**Task details**
Copy each line of the entries that contains the word "crate".
Segment Start: Supplied data
//! RequestUnit - the generic stateful fetch primitive.
//!
//! Design intent:
//! - One unit per logical resource; the unit's `FetchState` is the only
//!   observable it owns, and the unit is the only writer of that state.
//! - Every protected call flows through `execute`: token gate, bearer
//!   header, error extraction and typed decode all live here and nowhere
//!   else.
//! - Successive calls on the same unit serialize through a generation
//!   counter: once a newer call has started, a stale call's settlement no
//!   longer writes state (the network operation itself is not cancelled;
//!   its eventual resolution is simply discarded).

use std::sync::Arc;
use std::sync::atomic::{AtomicU64, Ordering};

use log::{debug, warn};
use serde::Serialize;
use serde::de::DeserializeOwned;
use tokio::sync::Mutex;
use ulid::Ulid;

use crate::api::wire;
use crate::domain::errors::{ApiError, ERRO_INESPERADO};
use crate::ports::http::{HttpClient, HttpRequest, Method};

use super::session::SessionStore;

/// Shorthand for body-less calls: `unit.execute(url, Method::Get, NO_BODY)`.
pub const NO_BODY: Option<&()> = None;

/// Observable state of one unit: at rest, loading, or settled with an error.
#[derive(Debug, Clone, PartialEq)]
pub struct FetchState<T> {
    pub data: Option<T>,
    pub loading: bool,
    pub error: Option<String>,
}

impl<T> Default for FetchState<T> {
    fn default() -> Self {
        Self {
            data: None,
            loading: false,
            error: None,
        }
    }
}

pub struct RequestUnit<T> {
    state: Arc<Mutex<FetchState<T>>>,
    generation: Arc<AtomicU64>,
    http: Arc<dyn HttpClient>,
    session: SessionStore,
}

impl<T> Clone for RequestUnit<T> {
    fn clone(&self) -> Self {
        Self {
            state: Arc::clone(&self.state),
            generation: Arc::clone(&self.generation),
            http: Arc::clone(&self.http),
            session: self.session.clone(),
        }
    }
}

/// Correlation id for log lines: time-sortable, cheap, collision-free enough.
fn correlation_id() -> Ulid {
    let timestamp_ms = chrono::Utc::now().timestamp_millis() as u64;
    Ulid::from_parts(timestamp_ms, rand::random())
}

impl<T: DeserializeOwned + Clone> RequestUnit<T> {
    pub fn new(http: Arc<dyn HttpClient>, session: SessionStore) -> Self {
        Self {
            state: Arc::new(Mutex::new(FetchState::default())),
            generation: Arc::new(AtomicU64::new(0)),
            http,
            session,
        }
    }

    /// Snapshot of the unit's current state.
    pub async fn state(&self) -> FetchState<T> {
        self.state.lock().await.clone()
    }

    /// Convenience for plain reads.
    pub async fn fetch(&self, url: &str) -> Option<T> {
        self.execute(url, Method::Get, NO_BODY).await
    }

    /// Issue one call. Resolves to the decoded value on success, `None` on
    /// any failure; the failure reason lands in `state().error`. Never
    /// panics, never propagates an error to the caller.
    pub async fn execute<B: Serialize>(
        &self,
        url: &str,
        method: Method,
        body: Option<&B>,
    ) -> Option<T> {
        let my_generation = self.generation.fetch_add(1, Ordering::SeqCst) + 1;
        {
            let mut state = self.state.lock().await;
            state.loading = true;
            state.error = None;
        }

        // Token gate: without a credential there is no network call at all.
        let Some(token) = self.session.token().await else {
            self.settle_error(my_generation, ApiError::NotAuthenticated.to_string())
                .await;
            return None;
        };

        let cid = correlation_id();
        debug!("[{cid}] {} {url}", method.as_str());

        let mut request = HttpRequest::new(method, url).bearer(&token);
        if let Some(body) = body {
            let value = serde_json::to_value(body).unwrap_or(serde_json::json!({}));
            request = request.json(value);
        }

        match self.http.send(request).await {
            Err(transport) => {
                let message = if transport.0.is_empty() {
                    ERRO_INESPERADO.to_string()
                } else {
                    ApiError::Transport(transport.0).to_string()
                };
                warn!("[{cid}] transport failure: {message}");
                self.settle_error(my_generation, message).await;
                None
            }
            Ok(response) if !response.is_success() => {
                let error = ApiError::Http {
                    status: response.status,
                    message: wire::error_message(response.status, &response.body),
                };
                warn!("[{cid}] http {}: {error}", response.status);
                self.settle_error(my_generation, error.to_string()).await;
                None
            }
            Ok(response) => match response.json::<T>() {
                Ok(value) => {
                    debug!("[{cid}] http {} ok", response.status);
                    self.settle_data(my_generation, value).await
                }
                Err(decode) => {
                    let message = ApiError::Decode(decode.to_string()).to_string();
                    warn!("[{cid}] {message}");
                    self.settle_error(my_generation, message).await;
                    None
                }
            },
        }
    }

    /// Write an error outcome unless a newer call has started meanwhile.
    async fn settle_error(&self, my_generation: u64, message: String) {
        let mut state = self.state.lock().await;
        if self.generation.load(Ordering::SeqCst) != my_generation {
            debug!("stale settlement discarded ({message})");
            return;
        }
        state.loading = false;
        state.error = Some(message);
    }

    /// Write a success outcome unless stale; the caller gets the value
    /// either way.
    async fn settle_data(&self, my_generation: u64, value: T) -> Option<T> {
        let mut state = self.state.lock().await;
        if self.generation.load(Ordering::SeqCst) != my_generation {
            debug!("stale settlement discarded (success)");
            return Some(value);
        }
        state.loading = false;
        state.error = None;
        state.data = Some(value.clone());
        Some(value)
    }
}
Segment End: Supplied data
**Expected answer**
use crate::api::wire;
use crate::domain::errors::{ApiError, ERRO_INESPERADO};
use crate::ports::http::{HttpClient, HttpRequest, Method};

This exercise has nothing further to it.